Constructed in 1878, the Crawford Observatory remains the only observatory on any university campus in Ireland. Funded in part by local businessman William Horatio Crawford and the Duke of Devonshire, the observatory was designed by Howard Grubb, one of the foremost scientific instrument makers of the 19th century: Grubb also designed and constructed all of the instruments and clocks for the observatory. These include an Equatorial Telescope, a Transit Circle and a Siderostatic Telescope. Howard Grubb was proud of his achievements in Cork and detailed the many improvements he first introduced there in an article published by the Royal Dublin Society. Amongst the innovations were:
- A telescope mounting that allowed uninterrupted viewing of all objects south of the zenith and above the horizon.

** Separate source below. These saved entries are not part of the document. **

//! Configuration for the AutoOp storage roots.
//!
//! Values come from built-in defaults, an optional `autoop.{toml,json,yaml}` file and
//! `AUTOOP_*` environment variables, in increasing order of precedence.

use std::path::{Path, PathBuf};

use serde::{Deserialize, Serialize};
use tracing::info;

use crate::error::{Error, Result};

const DEFAULT_OBJECTS_ROOT: &str = "./assets/objects";
const DEFAULT_METADATA_ROOT: &str = "./assets/dbo";

/// Storage configuration consumed by [`crate::AutoMlSystem`].
#[derive(Debug, Clone, PartialEq, Eq, Serialize, Deserialize)]
pub struct AutoopConfig {
    /// Root directory for artifact bytes
    pub objects_root: PathBuf,
    /// Root directory for metadata documents
    pub metadata_root: PathBuf,
}

impl Default for AutoopConfig {
    fn default() -> Self {
        Self {
            objects_root: PathBuf::from(DEFAULT_OBJECTS_ROOT),
            metadata_root: PathBuf::from(DEFAULT_METADATA_ROOT),
        }
    }
}

impl AutoopConfig {
    /// Lay both roots out under a single assets directory.
    pub fn from_assets_root(root: impl AsRef<Path>) -> Self {
        let root = root.as_ref();
        Self {
            objects_root: root.join("objects"),
            metadata_root: root.join("dbo"),
        }
    }

    /// Load configuration from environment variables only.
    pub fn from_env() -> Result<Self> {
        Self::load(None)
    }

    /// Load configuration, layering `file` (or an optional `./autoop.*`) and the environment
    /// on top of the defaults.
    ///
    /// An explicitly given file must exist.
    pub fn load(file: Option<&Path>) -> Result<Self> {
        let defaults = Self::default();
        let mut builder = config::Config::builder()
            .set_default("objects_root", defaults.objects_root.to_string_lossy().into_owned())
            .and_then(|b| {
                b.set_default(
                    "metadata_root",
                    defaults.metadata_root.to_string_lossy().into_owned(),
                )
            })
            .map_err(|e| Error::invalid_argument(format!("config defaults: {e}")))?;

        builder = match file {
            Some(path) => builder.add_source(config::File::from(path).required(true)),
            None => builder.add_source(config::File::with_name("autoop").required(false)),
        };

        builder
            .add_source(config::Environment::with_prefix("AUTOOP"))
            .build()
            .and_then(|c| c.try_deserialize())
            .map_err(|e| Error::invalid_argument(format!("config: {e}")))
    }

    /// Log the configuration at startup.
    pub fn log_startup(&self) {
        info!("AutoOp Configuration:");
        info!("  Objects root:  {}", self.objects_root.display());
        info!("  Metadata root: {}", self.metadata_root.display());
    }
}

#[cfg(test)]
mod tests {
    use super::*;
    use tempfile::TempDir;

    #[test]
    fn test_default_config() {
        let config = AutoopConfig::default();
        assert_eq!(config.objects_root, PathBuf::from("./assets/objects"));
        assert_eq!(config.metadata_root, PathBuf::from("./assets/dbo"));
    }

    #[test]
    fn test_from_assets_root() {
        let config = AutoopConfig::from_assets_root("/srv/autoop");
        assert_eq!(config.objects_root, PathBuf::from("/srv/autoop/objects"));
        assert_eq!(config.metadata_root, PathBuf::from("/srv/autoop/dbo"));
    }

    #[test]
    fn test_load_from_file() {
        let tmp = TempDir::new().unwrap();
        let path = tmp.path().join("autoop.toml");
        std::fs::write(
            &path,
            "objects_root = \"/data/objects\"\nmetadata_root = \"/data/meta\"\n",
        )
        .unwrap();

        let config = AutoopConfig::load(Some(&path)).unwrap();
        assert_eq!(config.objects_root, PathBuf::from("/data/objects"));
        assert_eq!(config.metadata_root, PathBuf::from("/data/meta"));
    }

    #[test]
    fn test_load_missing_explicit_file_fails() {
        let tmp = TempDir::new().unwrap();
        let path = tmp.path().join("missing.toml");
        let result = AutoopConfig::load(Some(&path));
        assert!(matches!(result, Err(Error::InvalidArgument(_))));
    }
}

- A new form of telescope drive controlled by electrical impulses from a pendulum clock.
- A telescope on the siderostatic principle which is one of the earliest of its type.
- A duplex micrometer (only one other existed).
- A transit circle that employed circular glass scales, probably the first such use of glass scales in an astronomical or surveying instrument (they are now ubiquitous).
- A novel shutter mechanism for the transit instrument superior to any used previously.
All in all, the Crawford Observatory is a monument to the ingenuity and craftsmanship of its builders and is of exceptional interest both for the history of the sciences in Ireland and for the technological achievements it incorporates.